El Cantante Callejero
Por Daniel Silverman
En el callejón, un hombre canta en la luvia...de basura, cayendo desde arriba.
“Venga, coños,” grita a nadie en particular. “Ya se que estan allí.” Un brazo feminino le ofrece esperanza - en la forma de un sobre - que cae desde la ventana arriba. El cantante lo recoge, descontento al no encontrar dinero adentro.
4, IZQ.
El hombre sube hasta el cuarto piso del edificio, mientras la mujer queda por un minuto infatuada en su comedor. Maquillándose rapidamente, oye un Toc, Toc.
“Voyyy,” canta felizmente al hombre afuera.
“Hola,” gruñe el hombre.
“Pobrecito!” ella agarra su mano. “Que te descanses un poquito!”
“Tienes una voz esplendida,” ofrece la mujer.
“¿Que hay pa’ comer?” pregunta el hombre, mas interesado en fruta que conversación. Dentro de un minuto, ella le trae una cena completa.
“Aquí, come,” manda, colocando la bandeja sobre la mesa.
“¿Está bueno?” le pregunta cuando empieza comer.
“No esta salao, pero si bueno,” le contesta entre bocados.
“Pues, siempre he tratado de hacer comida saludable,” dándole el sal, “pero mi marido siempre no le gusta.”
“Si mi marido no me aprecia,” continua, pausando. “Pero casi nunca está aquí...”
“Bueno, pongate cómodo...relajaté un poquito...y cambiate desde esta ropa horrible,” ella susurra mientras le lleva a la sofá y deshecha los botones de su camisa.
“Yo necesito cambiar también,” dice, revelando su cuerpo desnudo y iluminado bajo del lámparo.
Empiezan a hacer el amor sobre la sofá, y los “oohs” y “ahs” son audibles mientras ella sube y baja sobre su figura inmóvil.
“Eres un amante muchisimo mejor que mi marido,” declara. “Un hombre verdadero.”

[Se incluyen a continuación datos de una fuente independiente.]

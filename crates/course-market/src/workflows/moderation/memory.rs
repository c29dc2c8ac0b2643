//! In-memory adapters for the moderation collaborators.
//!
//! State lives in process memory and is lost on restart. Used by the demo binary and by
//! tests; production deployments plug in their own store and dispatcher.

use std::collections::HashMap;
use std::sync::{Arc, Mutex, MutexGuard};

use super::domain::{
    ActorId, EnrollmentId, EntityId, EntityKind, InstructorProfile, ModerationRecord,
};
use super::notification::Notification;
use super::repository::{
    DispatchError, EnrollmentLedger, EnrollmentStatus, EntityStore, InstructorDirectory,
    LedgerError, NotificationDispatcher, RepositoryError,
};

fn lock<'a, T>(mutex: &'a Mutex<T>, what: &str) -> Result<MutexGuard<'a, T>, RepositoryError> {
    mutex
        .lock()
        .map_err(|_| RepositoryError::Unavailable(format!("{what} mutex poisoned")))
}

/// Versioned entity store; writes check the expected version under a single lock.
#[derive(Default, Clone)]
pub struct InMemoryEntityStore {
    records: Arc<Mutex<HashMap<EntityId, ModerationRecord>>>,
}

impl EntityStore for InMemoryEntityStore {
    fn insert(&self, record: ModerationRecord) -> Result<ModerationRecord, RepositoryError> {
        let mut guard = lock(&self.records, "entity store")?;
        if guard.contains_key(&record.id) {
            return Err(RepositoryError::Conflict);
        }
        guard.insert(record.id.clone(), record.clone());
        Ok(record)
    }

    fn fetch(&self, id: &EntityId) -> Result<Option<ModerationRecord>, RepositoryError> {
        let guard = lock(&self.records, "entity store")?;
        Ok(guard.get(id).cloned())
    }

    fn commit(
        &self,
        expected_version: u64,
        mut record: ModerationRecord,
    ) -> Result<ModerationRecord, RepositoryError> {
        let mut guard = lock(&self.records, "entity store")?;
        let stored = guard.get(&record.id).ok_or(RepositoryError::NotFound)?;
        if stored.version != expected_version {
            return Err(RepositoryError::VersionConflict {
                expected: expected_version,
                found: stored.version,
            });
        }
        record.version = expected_version + 1;
        guard.insert(record.id.clone(), record.clone());
        Ok(record)
    }

    fn remove(
        &self,
        id: &EntityId,
        expected_version: u64,
    ) -> Result<ModerationRecord, RepositoryError> {
        let mut guard = lock(&self.records, "entity store")?;
        let stored = guard.get(id).ok_or(RepositoryError::NotFound)?;
        if stored.version != expected_version {
            return Err(RepositoryError::VersionConflict {
                expected: expected_version,
                found: stored.version,
            });
        }
        guard.remove(id).ok_or(RepositoryError::NotFound)
    }

    fn list(&self, kind: Option<EntityKind>) -> Result<Vec<ModerationRecord>, RepositoryError> {
        let guard = lock(&self.records, "entity store")?;
        Ok(guard
            .values()
            .filter(|record| kind.map_or(true, |kind| record.kind() == kind))
            .cloned()
            .collect())
    }
}

/// Dispatcher that keeps every notification for later inspection.
#[derive(Default, Clone)]
pub struct InMemoryDispatcher {
    events: Arc<Mutex<Vec<Notification>>>,
}

impl InMemoryDispatcher {
    pub fn events(&self) -> Vec<Notification> {
        self.events
            .lock()
            .map(|events| events.clone())
            .unwrap_or_default()
    }

    pub fn events_for(&self, target: &ActorId) -> Vec<Notification> {
        self.events()
            .into_iter()
            .filter(|notification| &notification.target == target)
            .collect()
    }
}

impl NotificationDispatcher for InMemoryDispatcher {
    fn enqueue(&self, notification: Notification) -> Result<(), DispatchError> {
        self.events
            .lock()
            .map_err(|_| DispatchError::Transport("notification mutex poisoned".to_string()))?
            .push(notification);
        Ok(())
    }
}

#[derive(Default, Clone)]
pub struct InMemoryInstructorDirectory {
    profiles: Arc<Mutex<HashMap<ActorId, InstructorProfile>>>,
}

impl InMemoryInstructorDirectory {
    pub fn upsert(
        &self,
        instructor: ActorId,
        profile: InstructorProfile,
    ) -> Result<(), RepositoryError> {
        lock(&self.profiles, "instructor directory")?.insert(instructor, profile);
        Ok(())
    }
}

impl InstructorDirectory for InMemoryInstructorDirectory {
    fn profile(&self, instructor: &ActorId) -> Result<Option<InstructorProfile>, RepositoryError> {
        Ok(lock(&self.profiles, "instructor directory")?
            .get(instructor)
            .cloned())
    }
}

#[derive(Debug, Clone)]
struct EnrollmentEntry {
    course: EntityId,
    status: EnrollmentStatus,
}

#[derive(Default, Clone)]
pub struct InMemoryEnrollmentLedger {
    enrollments: Arc<Mutex<HashMap<EnrollmentId, EnrollmentEntry>>>,
}

impl InMemoryEnrollmentLedger {
    fn entries(
        &self,
    ) -> Result<MutexGuard<'_, HashMap<EnrollmentId, EnrollmentEntry>>, LedgerError> {
        self.enrollments
            .lock()
            .map_err(|_| LedgerError::Unavailable("enrollment mutex poisoned".to_string()))
    }

    pub fn enroll(&self, enrollment: EnrollmentId, course: EntityId) -> Result<(), LedgerError> {
        self.entries()?.insert(
            enrollment,
            EnrollmentEntry {
                course,
                status: EnrollmentStatus::Enrolled,
            },
        );
        Ok(())
    }
}

impl EnrollmentLedger for InMemoryEnrollmentLedger {
    fn status(&self, enrollment: &EnrollmentId) -> Result<Option<EnrollmentStatus>, LedgerError> {
        Ok(self.entries()?.get(enrollment).map(|entry| entry.status))
    }

    fn cancel(&self, enrollment: &EnrollmentId) -> Result<EnrollmentStatus, LedgerError> {
        let mut entries = self.entries()?;
        let entry = entries
            .get_mut(enrollment)
            .ok_or_else(|| LedgerError::UnknownEnrollment(enrollment.clone()))?;
        entry.status = EnrollmentStatus::Cancelled;
        Ok(entry.status)
    }

    fn active_enrollments(&self, course: &EntityId) -> Result<usize, LedgerError> {
        Ok(self
            .entries()?
            .values()
            .filter(|entry| &entry.course == course && entry.status == EnrollmentStatus::Enrolled)
            .count())
    }
}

“Aquí, compra alguna ropa nueva,” dándole unas monedas, “y regreses cualquier tiempo que quieras.”
Inmediatamente después de que sale, ella llama su esposo y le grita, “¿Coño, pero donde estás? Me has hecho sentir tan...solo,” y ella empieza a llorar, “que he tenido que estar con otro hombre. Lo siento, lo siento. Si, si, yo sé que soy una puta,” y se rie.
Acabada con la llamada, ella canta de felicidad a un cuadro hecho en su propia imagen.
El cantante cuenta el dinero ganado, contento por primera vez. Toc, toc. “Lo usual,” dice a la cara en la ventana. “Si, Juan...aquí está,” dice la cara mientras la da una bolsa grande llena de botellas. “Gracias,” dice el cantante.
El cantante sigue el camino oscuro y sucio hacia su propia casa. Entra a los gritos usuales del bebé y las preguntas de la mujer: ¿Juan, pero que has traido? El bebé tiene hambre y...”
“¿¿Pero has comprado más bottelas?? Coño, ¡no te puedo creer!” ella le grita.
“Callate, puta!” dice el hombre mientras coge el bebé y lo tira hacia la pared.
“¡Monstruo!” grita la mujer embarazada con lo que sería una boca más para alimentar, una vida más para destruir.